Clause 34 School attendance orders
(1) The Education Act 1996 is amended as follows.
(2) After section 436H (as inserted by section 33) insert—
“School attendance orders: England
436I Preliminary notice for school attendance order
(1) A local authority in England must serve a notice under this subsection
on a person in relation to a child if it appears to them that—
(a) the person is a parent of the child, and
(b) any of Conditions A to C is met.
(2) A notice under subsection (1) is a notice requiring the person on whom
it is served to satisfy the local authority within the period specified
in the notice that the child to whom the notice relates is receiving
suitable education.

(3) Condition A is that—
(a) the child is a child in the local authority’s area,
(b) the child is of compulsory school age, and
(c) the child is not receiving suitable education, either by regular attendance at school or otherwise.
(4) Condition B is that—
(a) the child is, or may be, eligible to be registered by the local
authority under section 436B,
(b) the authority have asked the person for information for the
purpose of ascertaining—
(i) whether the child is or should be registered by the
authority, or
(ii) whether the person is in fact a parent of the child, and
(c) the person has not provided that information within the period of 15 days beginning with the day on which the request was made or has provided incorrect information.
(5) Condition C is that the person is under a duty to provide information
to the local authority under section 436D(1)(b) or (2)(a) in relation to
the child and—
(a) has not provided the information, or
(b) has provided incorrect information.
(6) A notice under subsection (1)
(a) must be served within the period of three days beginning with
the day on which it appears to the local authority as specified
in subsection (1)(a) and (b), and
(b) may not specify a period of less than ten days.

Please note that this post has intentionally left some things out in order to focus on a few key elements.
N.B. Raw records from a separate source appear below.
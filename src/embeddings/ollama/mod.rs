
use anyhow::{Context, Result as AnyResult};
use serde::{Deserialize, Serialize};
use std::time::Duration;
use tracing::{debug, info, warn};
use url::Url;

use super::{EmbeddingProvider, ProviderIdentity, check_batch};
use crate::config::{EmbeddingConfig, ProviderBackend};
use crate::http::{build_agent, get_text, post_json};
use crate::{QaError, Result};

/// Embedding client for a local Ollama runtime
#[derive(Debug, Clone)]
pub struct OllamaEmbeddings {
    base_url: Url,
    model: String,
    batch_size: u32,
    agent: ureq::Agent,
}

#[derive(Debug, Serialize)]
struct EmbedRequest<'a> {
    model: &'a str,
    input: &'a [String],
}

#[derive(Debug, Deserialize)]
struct EmbedResponse {
    embeddings: Vec<Vec<f32>>,
}

#[derive(Debug, Deserialize)]
pub struct ModelInfo {
    pub name: String,
    pub size: Option<u64>,
    pub digest: Option<String>,
}

#[derive(Debug, Deserialize)]
struct ModelsResponse {
    models: Vec<ModelInfo>,
}

impl OllamaEmbeddings {
    #[inline]
    pub fn new(config: &EmbeddingConfig) -> Result<Self> {
        let base_url = config
            .endpoint()
            .map_err(|e| QaError::Config(format!("Invalid Ollama URL: {}", e)))?;

        Ok(Self {
            base_url,
            model: config.model.clone(),
            batch_size: config.batch_size.max(1),
            agent: build_agent(Duration::from_secs(config.timeout_seconds)),
        })
    }

    #[inline]
    pub fn with_timeout(mut self, timeout: Duration) -> Self {
        self.agent = build_agent(timeout);
        self
    }

    /// Test connection to the Ollama server and verify model availability
    #[inline]
    pub fn health_check(&self) -> AnyResult<()> {
        debug!("Performing health check for Ollama at {}", self.base_url);

        let models = self.list_models().context("Server ping failed")?;

        if !models.iter().any(|m| model_matches(&m.name, &self.model)) {
            let available_models: Vec<&str> = models.iter().map(|m| m.name.as_str()).collect();
            warn!(
                "Model {} not found. Available models: {:?}",
                self.model, available_models
            );
            anyhow::bail!(
                "Model '{}' is not available. Available models: {:?}",
                self.model,
                available_models
            );
        }

        info!(
            "Health check passed for Ollama server at {} with model {}",
            self.base_url, self.model
        );
        Ok(())
    }

    /// List all models pulled into the local runtime
    #[inline]
    pub fn list_models(&self) -> AnyResult<Vec<ModelInfo>> {
        let url = self
            .base_url
            .join("api/tags")
            .context("Failed to build models URL")?;

        let response_text = get_text(&self.agent, &url).context("Failed to fetch models")?;
        let models_response: ModelsResponse =
            serde_json::from_str(&response_text).context("Failed to parse models response")?;

        debug!("Found {} models", models_response.models.len());
        Ok(models_response.models)
    }

    fn embed_single_batch(&self, texts: &[String]) -> AnyResult<Vec<Vec<f32>>> {
        let url = self
            .base_url
            .join("api/embed")
            .context("Failed to build embedding URL")?;

        let request = EmbedRequest {
            model: &self.model,
            input: texts,
        };

        let response: EmbedResponse = post_json(&self.agent, &url, None, &request)
            .context("Failed to generate embeddings")?;

        Ok(response.embeddings)
    }
}

impl EmbeddingProvider for OllamaEmbeddings {
    #[inline]
    fn identity(&self) -> ProviderIdentity {
        ProviderIdentity {
            backend: ProviderBackend::Ollama,
            model: self.model.clone(),
        }
    }

    #[inline]
    fn embed(&self, text: &str) -> Result<Vec<f32>> {
        let mut vectors = self.embed_batch(&[text.to_string()])?;
        vectors
            .pop()
            .ok_or_else(|| QaError::EmbeddingProvider("Ollama returned no embedding".to_string()))
    }

    #[inline]
    fn embed_batch(&self, texts: &[String]) -> Result<Vec<Vec<f32>>> {
        if texts.is_empty() {
            return Ok(Vec::new());
        }

        debug!("Generating embeddings for {} texts", texts.len());

        let mut results = Vec::with_capacity(texts.len());

        // Process in batches to avoid overwhelming the server
        for chunk in texts.chunks(self.batch_size as usize) {
            let batch = self
                .embed_single_batch(chunk)
                .map_err(|e| QaError::EmbeddingProvider(format!("{:#}", e)))?;
            check_batch(chunk.len(), &batch)?;
            results.extend(batch);
        }

        debug!("Generated {} embeddings total", results.len());
        Ok(results)
    }
}

/// Ollama lists models with an explicit tag, so `llama3.2` matches `llama3.2:latest`
fn model_matches(listed: &str, configured: &str) -> bool {
    listed == configured
        || (!configured.contains(':') && listed.strip_suffix(":latest") == Some(configured))
}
For example, it doesn’t mention the fact that 436B indicates that the register is to include some children on roll at school who are being flexischooled (reasoning that the ultimate sanction for not registering on the children-not-in-school-register is that a school attendance order is served requiring the parent to register a child at school which is redundant when the child is already registered). Nor does it cover the duty placed on providers via 436E nor the long list of information to be included in the register which can be found at 436C(2) nor the additional optional information at 436C(3) nor the access to – or data sharing from – the register at 436C(4) and (5), nor – in respect of school attendance orders – the shorter timescales at 436I(6) and 436J(3) plus harsher penalties at 436Q.